The goal of this page is to teach you a thing or two about graphics cards, and it assumes you don't know much yet.


A graphics card, sometimes referred to as a GPU or "video card", is an essential part of every gaming device. The graphics card is the polar opposite of the CPU (such as an i3 or Athlon). Like CPUs, they're responsible for crunching numbers, but the way they operate is very different: graphics cards are given the sole task of handling parallel and constant workloads - something the CPU just isn't good at doing efficiently. It just so happens that games are exactly that: highly parallel, constant workloads. Every single geometric triangle (which modern games have somewhere in the millions), every single pixel (lighting, shading), and every single ray of light has to be re-drawn every single frame. When re-drawn at a fast enough rate (ideally 60+FPS), it gives the illusion of movement. It's truly to imagine that modern graphics cards are capable of drawing an entire scene that resembles real life, at a very high resolution, 60 times a second.

The Bigger, The Better

Some graphics cards are small and weak. That's okay, not everyone needs to run DOOM at 8k. Some are big and powerful, and that's great - GPU manufacturers make healthy amounts of money from selling those monsters, which helps fund the coming generations of cards.

Many Forms

GPUs come in many forms. In low-end desktops, low-end laptops, netbooks, phones, tablets, consoles, and other low-end computers, the GPU is integrated, which means it's not placed on a separate component with its own private and dedicated resources - VRAM (video RAM), voltage regulators, pipelines, and more.
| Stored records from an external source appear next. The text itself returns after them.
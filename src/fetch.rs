use std::future::Future;
use std::pin::Pin;
use std::time::Duration;

use reqwest::header::{CONTENT_TYPE, REFERER};

use crate::error::SourceError;

/// Raw HTTP response for a source location.
#[derive(Debug, Clone)]
pub struct FetchedPage {
    pub url: String,
    pub status: u16,
    pub content_type: Option<String>,
    pub body: Vec<u8>,
}

impl FetchedPage {
    pub fn is_success(&self) -> bool {
        (200..300).contains(&self.status)
    }

    pub fn text(&self) -> String {
        String::from_utf8_lossy(&self.body).into_owned()
    }

    pub fn looks_like_html(&self) -> bool {
        self.content_type
            .as_deref()
            .is_some_and(|ct| ct.to_ascii_lowercase().contains("html"))
    }

    pub fn looks_like_pdf(&self) -> bool {
        self.body.starts_with(b"%PDF")
            || self
                .content_type
                .as_deref()
                .is_some_and(|ct| ct.to_ascii_lowercase().contains("application/pdf"))
    }
}

pub trait Fetcher: Send + Sync {
    fn get<'a>(
        &'a self,
        url: &'a str,
        referer: Option<&'a str>,
    ) -> Pin<Box<dyn Future<Output = Result<FetchedPage, SourceError>> + Send + 'a>>;
}

/// reqwest-backed fetcher with a browser-like identity and a request timeout.
pub struct HttpFetcher {
    client: reqwest::Client,
}

impl HttpFetcher {
    pub fn new(user_agent: &str, timeout: Duration) -> reqwest::Result<Self> {
        let client = reqwest::Client::builder()
            .user_agent(user_agent)
            .timeout(timeout)
            .build()?;
        Ok(HttpFetcher { client })
    }
}

impl Fetcher for HttpFetcher {
    fn get<'a>(
        &'a self,
        url: &'a str,
        referer: Option<&'a str>,
    ) -> Pin<Box<dyn Future<Output = Result<FetchedPage, SourceError>> + Send + 'a>> {
        Box::pin(async move {
            let network = |e: reqwest::Error| SourceError::Network {
                url: url.to_string(),
                reason: e.to_string(),
            };

            let mut req = self.client.get(url);
            if let Some(r) = referer {
                req = req.header(REFERER, r);
            }
            let resp = req.send().await.map_err(network)?;

            let status = resp.status().as_u16();
            let content_type = resp
                .headers()
                .get(CONTENT_TYPE)
                .and_then(|v| v.to_str().ok())
                .map(str::to_string);
            let final_url = resp.url().to_string();
            let body = resp.bytes().await.map_err(network)?.to_vec();

            Ok(FetchedPage {
                url: final_url,
                status,
                content_type,
                body,
            })
        })
    }
}

/// Fetch and turn any non-2xx status into [`SourceError::Unavailable`].
pub async fn fetch_ok(
    fetcher: &dyn Fetcher,
    url: &str,
    referer: Option<&str>,
) -> Result<FetchedPage, SourceError> {
    let page = fetcher.get(url, referer).await?;
    if !page.is_success() {
        return Err(SourceError::Unavailable {
            url: url.to_string(),
            status: page.status,
        });
    }
    Ok(page)
}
Instead, an integrated GPU is included in the same chip as the CPU. Instead of getting its own resources, it shares memory and power with the CPU, and predictably gets much less work done.

Understanding terminology

  • GPU - Graphics Procession Unit - is a specialized electronic circuit designed to rapidly manipulate pixels and creation of images in a frame buffer, which is sent to the display when it's done being drawn.